Она как-то сразу запнулась и посмотрела в окно. Я уловила в ее глазах старую боль, готовую перейти в слезы. Впрочем, она сдержалась. Маша явно не относилась к тем, кто любит поплакать на людях.
— Честно говоря, — тихо произнесла она, — я бы вообще о нем не говорила. Это, Таня, слишком неприятно и больно… — Она вздохнула. Потом, помолчав, взяла себя в руки и продолжила: — Если бы они тогда с Алиной не поругались, все было бы в норме. Алина была его женщиной.
— А Елена? — рискнула спросить я, воспользовавшись ее задумчивой паузой.
Она пожала плечами, вложив в этот жест всю глубину своего неприятия и самой Елены, и образа жизни ей подобных.
— Наверно, я не смогу сказать о ней ничего хорошего, — сказала она, — а говорить плохое о людях я не люблю. Плохие люди — мертвые, а о мертвых — либо хорошее, либо ничего…
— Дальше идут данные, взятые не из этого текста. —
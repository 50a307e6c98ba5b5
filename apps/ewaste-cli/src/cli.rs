//! Command-line surface.

use std::path::PathBuf;

use clap::{Args, Parser, Subcommand};

use ewaste_core::domain::{Condition, RequestStatus, StatusFilter};

#[derive(Debug, Parser)]
#[command(name = "ewaste", version)]
#[command(about = "EcoCycle e-waste pickup client")]
#[command(
    after_help = "Environment:\n  EWASTE_API_BASE_URL   Backend base URL (default http://localhost:8081)\n  EWASTE_STORAGE_PATH   Local storage file\n  LOG_FORMAT=json       JSON logs on stderr"
)]
pub struct Cli {
    /// Print results as JSON.
    #[arg(long, global = true, default_value_t = false)]
    pub json: bool,

    #[arg(long, global = true, env = "EWASTE_API_BASE_URL")]
    pub api_base_url: Option<String>,

    #[command(subcommand)]
    pub command: Command,
}

#[derive(Debug, Subcommand)]
pub enum Command {
    /// Sign in with email and password.
    Login {
        #[arg(long)]
        email: String,
        /// Prompted for when omitted.
        #[arg(long)]
        password: Option<String>,
    },
    /// Sign in with an emailed one-time code.
    LoginOtp {
        #[command(subcommand)]
        command: LoginOtpCommand,
    },
    Register(RegisterArgs),
    /// Confirm registration with the emailed OTP.
    VerifyOtp {
        #[arg(long)]
        otp: String,
    },
    ForgotPassword {
        #[arg(long)]
        email: String,
    },
    ResetPassword {
        #[arg(long)]
        otp: String,
        #[arg(long)]
        password: Option<String>,
        #[arg(long)]
        confirm_password: Option<String>,
    },
    Logout,
    Dashboard,
    /// Resolve a client path through the session guard.
    Open { path: String },
    Profile {
        #[command(subcommand)]
        command: ProfileCommand,
    },
    Requests {
        #[command(subcommand)]
        command: RequestsCommand,
    },
    Location {
        #[command(subcommand)]
        command: LocationCommand,
    },
    /// Show the theme, or flip it with `toggle`.
    Theme {
        #[command(subcommand)]
        command: Option<ThemeCommand>,
    },
}

#[derive(Debug, Subcommand)]
pub enum LoginOtpCommand {
    Request {
        #[arg(long)]
        email: String,
    },
    Verify {
        #[arg(long)]
        email: String,
        #[arg(long)]
        otp: String,
    },
}

#[derive(Debug, Args)]
pub struct RegisterArgs {
    #[arg(long)]
    pub name: String,
    #[arg(long)]
    pub email: String,
    #[arg(long)]
    pub phone: String,
    #[arg(long)]
    pub password: Option<String>,
    #[arg(long)]
    pub confirm_password: Option<String>,
}

#[derive(Debug, Subcommand)]
pub enum ProfileCommand {
    Show,
    /// Blank fields are left unchanged.
    Update {
        #[arg(long)]
        name: Option<String>,
        #[arg(long)]
        phone: Option<String>,
    },
    ChangePassword {
        #[arg(long)]
        old_password: Option<String>,
        #[arg(long)]
        new_password: Option<String>,
        #[arg(long)]
        confirm_password: Option<String>,
    },
}

#[derive(Debug, Subcommand)]
pub enum RequestsCommand {
    Submit(SubmitArgs),
    List {
        /// Matches id, brand, model, device type, condition and status.
        #[arg(long, default_value = "")]
        search: String,
        /// ALL or a status such as RECYCLED.
        #[arg(long, default_value = "ALL", value_parser = status_filter)]
        status: StatusFilter,
        /// Skip fetching thumbnails.
        #[arg(long, default_value_t = false)]
        no_images: bool,
    },
    /// Status timeline of one request.
    Track { id: i64 },
    Update(UpdateArgs),
    Delete {
        id: i64,
        /// Skip the confirmation prompt.
        #[arg(long, default_value_t = false)]
        yes: bool,
    },
    /// Save the proof image of a request.
    Image {
        id: i64,
        #[arg(long)]
        out: PathBuf,
    },
}

#[derive(Debug, Args)]
pub struct SubmitArgs {
    /// Laptop, Mobile, Tablet, Desktop, Monitor, Printer, Battery, or any other name.
    #[arg(long, default_value = "Laptop")]
    pub device_type: String,
    /// Asked for when omitted.
    #[arg(long)]
    pub brand: Option<String>,
    /// Asked for when omitted.
    #[arg(long)]
    pub model: Option<String>,
    /// WORKING, DAMAGED or DEAD.
    #[arg(long, default_value = "WORKING", value_parser = condition)]
    pub condition: Condition,
    #[arg(long, default_value_t = 1)]
    pub quantity: u32,
    /// Asked for when neither this nor `--pick` is given.
    #[arg(long)]
    pub address: Option<String>,
    /// Fill the address from a map point instead.
    #[arg(long, num_args = 2, value_names = ["LAT", "LON"], allow_negative_numbers = true)]
    pub pick: Option<Vec<f64>>,
    #[arg(long, default_value = "")]
    pub remarks: String,
    /// Asked for when omitted.
    #[arg(long)]
    pub image: Option<PathBuf>,
}

#[derive(Debug, Args)]
pub struct UpdateArgs {
    pub id: i64,
    #[arg(long)]
    pub device_type: Option<String>,
    #[arg(long)]
    pub brand: Option<String>,
    #[arg(long)]
    pub model: Option<String>,
    #[arg(long, value_parser = condition)]
    pub condition: Option<Condition>,
    #[arg(long)]
    pub quantity: Option<u32>,
    #[arg(long)]
    pub address: Option<String>,
    #[arg(long)]
    pub remarks: Option<String>,
    /// Replaces the stored image.
    #[arg(long)]
    pub image: Option<PathBuf>,
}

#[derive(Debug, Subcommand)]
pub enum LocationCommand {
    Search { query: String },
    Reverse {
        #[arg(allow_negative_numbers = true)]
        lat: f64,
        #[arg(allow_negative_numbers = true)]
        lon: f64,
    },
    /// Where the map opens by default.
    Default,
}

#[derive(Debug, Subcommand)]
pub enum ThemeCommand {
    Toggle,
}

fn condition(value: &str) -> Result<Condition, String> {
    value.parse::<Condition>().map_err(|_| {
        format!(
            "expected one of {}",
            Condition::ALL.map(|c| c.as_str()).join(", ")
        )
    })
}

fn status_filter(value: &str) -> Result<StatusFilter, String> {
    let Ok(filter) = value.parse::<StatusFilter>();
    match &filter {
        StatusFilter::Only(status) if !RequestStatus::FILTERABLE.contains(status) => {
            let known = RequestStatus::FILTERABLE.map(|s| s.as_str().to_string());
            Err(format!("expected ALL or one of {}", known.join(", ")))
        }
        _ => Ok(filter),
    }
}

#[cfg(test)]
mod tests {
    use super::*;

    #[test]
    fn test_cli_definition_is_valid() {
        use clap::CommandFactory;
        Cli::command().debug_assert();
    }

    #[test]
    fn test_parse_submit_with_pick() {
        let cli = Cli::try_parse_from([
            "ewaste", "--json", "requests", "submit", "--brand", "Dell", "--model", "XPS",
            "--pick", "18.52", "-73.85",
        ])
        .unwrap();
        assert!(cli.json);
        let Command::Requests {
            command: RequestsCommand::Submit(args),
        } = cli.command
        else {
            panic!("expected requests submit");
        };
        assert_eq!(args.pick, Some(vec![18.52, -73.85]));
        assert_eq!(args.quantity, 1);
        assert_eq!(args.condition, Condition::Working);
        assert_eq!(args.image, None);
    }

    #[test]
    fn test_condition_is_checked_against_known_values() {
        let cli = Cli::try_parse_from(["ewaste", "requests", "update", "4", "--condition", "dead"])
            .unwrap();
        let Command::Requests {
            command: RequestsCommand::Update(args),
        } = cli.command
        else {
            panic!("expected requests update");
        };
        assert_eq!(args.condition, Some(Condition::Dead));

        let err = Cli::try_parse_from(["ewaste", "requests", "submit", "--condition", "broken"])
            .unwrap_err();
        assert!(err.to_string().contains("expected one of WORKING, DAMAGED, DEAD"));
    }

    #[test]
    fn test_status_filter_accepts_listed_statuses_only() {
        let cli = Cli::try_parse_from(["ewaste", "requests", "list", "--status", "recycled"])
            .unwrap();
        let Command::Requests {
            command: RequestsCommand::List { status, .. },
        } = cli.command
        else {
            panic!("expected requests list");
        };
        assert_eq!(status, StatusFilter::Only(RequestStatus::Recycled));

        assert!(status_filter("ALL").is_ok_and(|f| f == StatusFilter::All));
        let err = status_filter("ON_HOLD").unwrap_err();
        assert!(err.starts_with("expected ALL or one of SUBMITTED, PICKUP_SCHEDULED"));
    }
}
//! # E-Waste Core
//!
//! The domain layer of the e-waste pickup client.
//! This crate holds the data model, client-side validation, the request wizard
//! and tracking timeline, and the port traits the adapters implement. It has
//! zero transport or storage dependencies.

pub mod domain;
pub mod error;
pub mod ports;
pub mod validation;

pub use error::DomainError;
//! OpenStreetMap Nominatim geocoder.

use std::sync::Arc;

use async_trait::async_trait;
use reqwest::Client;
use serde::Deserialize;

use ewaste_core::domain::Place;
use ewaste_core::ports::{GeocodeError, Geocoder, RateLimiter};

pub const DEFAULT_NOMINATIM_URL: &str = "https://nominatim.openstreetmap.org";
pub const DEFAULT_USER_AGENT: &str = "EcoCycle-EWasteManagement/1.0";

const SEARCH_LIMIT: &str = "5";
const RATE_LIMIT_KEY: &str = "nominatim";

#[derive(Debug, Clone)]
pub struct NominatimConfig {
    pub base_url: String,
    /// Nominatim rejects requests without an identifying agent.
    pub user_agent: String,
}

impl Default for NominatimConfig {
    fn default() -> Self {
        Self {
            base_url: DEFAULT_NOMINATIM_URL.to_string(),
            user_agent: DEFAULT_USER_AGENT.to_string(),
        }
    }
}

impl NominatimConfig {
    pub fn from_env() -> Self {
        Self {
            base_url: std::env::var("EWASTE_NOMINATIM_URL")
                .unwrap_or_else(|_| DEFAULT_NOMINATIM_URL.to_string()),
            user_agent: std::env::var("EWASTE_GEOCODER_USER_AGENT")
                .unwrap_or_else(|_| DEFAULT_USER_AGENT.to_string()),
        }
    }
}

#[derive(Debug, Deserialize)]
struct SearchHit {
    place_id: i64,
    display_name: String,
    lat: String,
    lon: String,
}

impl SearchHit {
    fn into_place(self) -> Option<Place> {
        Some(Place {
            id: self.place_id,
            display_name: self.display_name,
            lat: self.lat.parse().ok()?,
            lon: self.lon.parse().ok()?,
        })
    }
}

#[derive(Debug, Deserialize)]
struct ReverseHit {
    #[serde(default)]
    display_name: Option<String>,
}

/// Nominatim client, optionally throttled through a `RateLimiter`.
pub struct NominatimGeocoder {
    http: Client,
    config: NominatimConfig,
    limiter: Option<Arc<dyn RateLimiter>>,
}

impl NominatimGeocoder {
    pub fn new(config: NominatimConfig) -> Result<Self, reqwest::Error> {
        let http = Client::builder().user_agent(&config.user_agent).build()?;
        Ok(Self {
            http,
            config,
            limiter: None,
        })
    }

    pub fn with_rate_limiter(mut self, limiter: Arc<dyn RateLimiter>) -> Self {
        self.limiter = Some(limiter);
        self
    }

    fn url(&self, endpoint: &str) -> String {
        format!("{}/{endpoint}", self.config.base_url.trim_end_matches('/'))
    }

    /// Waits until the limiter admits one more call.
    async fn throttle(&self) -> Result<(), GeocodeError> {
        let Some(limiter) = &self.limiter else {
            return Ok(());
        };
        loop {
            let result = limiter
                .check(RATE_LIMIT_KEY)
                .await
                .map_err(|e| GeocodeError::Transport(e.to_string()))?;
            if result.allowed {
                return Ok(());
            }
            tracing::debug!(wait_ms = result.reset_after.as_millis() as u64, "Geocoder throttled");
            tokio::time::sleep(result.reset_after).await;
        }
    }

    async fn fetch<T: for<'de> Deserialize<'de>>(
        &self,
        endpoint: &str,
        query: &[(&str, &str)],
    ) -> Result<T, GeocodeError> {
        self.throttle().await?;
        let response = self
            .http
            .get(self.url(endpoint))
            .query(query)
            .send()
            .await
            .and_then(|r| r.error_for_status())
            .map_err(|e| GeocodeError::Transport(e.to_string()))?;
        response
            .json()
            .await
            .map_err(|e| GeocodeError::Transport(e.to_string()))
    }
}

#[async_trait]
impl Geocoder for NominatimGeocoder {
    async fn search(&self, query: &str) -> Result<Vec<Place>, GeocodeError> {
        let hits: Vec<SearchHit> = self
            .fetch(
                "search",
                &[("format", "jsonv2"), ("q", query), ("limit", SEARCH_LIMIT)],
            )
            .await?;

        let places: Vec<Place> = hits.into_iter().filter_map(SearchHit::into_place).collect();
        if places.is_empty() {
            return Err(GeocodeError::NoResults);
        }
        Ok(places)
    }

    async fn reverse(&self, lat: f64, lon: f64) -> Result<Option<String>, GeocodeError> {
        let lat = lat.to_string();
        let lon = lon.to_string();
        let hit: ReverseHit = self
            .fetch(
                "reverse",
                &[("format", "jsonv2"), ("lat", &lat), ("lon", &lon)],
            )
            .await?;
        Ok(hit.display_name.filter(|name| !name.trim().is_empty()))
    }
}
Я поняла, что она не будет говорить об этом, поэтому перевела разговор на Михаила, спросив, известно ли ей что-нибудь о том, чем он занимался в последнее время.
— Ничем хорошим, — ответила она, — хотя в последнее время он занимался Алиной и стал немного поспокойнее. А вот перед этим…
Она задумчиво посмотрела вдаль и продолжила:
— Что-то мне говорил Витька… Ну, его друг. Он беспокоился, что Миха вляпался в какое-то грязное дело. Да и сам Миха все время был дерганый. Как будто за его спиной кто-то стоял и подглядывал. Как у Элиота: «А я с какой стороны…» Миха явно находился с другой стороны самого себя, понимаете? Он терял свое лицо и свою душу. А Алина помогла ему обрести себя. Он успокоился… Не-на-дол-го…
В ее глазах все-таки заблестели тщательно сдерживаемые слезы. Она смахнула их, сердито улыбнулась: «Все равно не дождетесь. Я не заплачу. Даже если станет совсем невыносимо больно».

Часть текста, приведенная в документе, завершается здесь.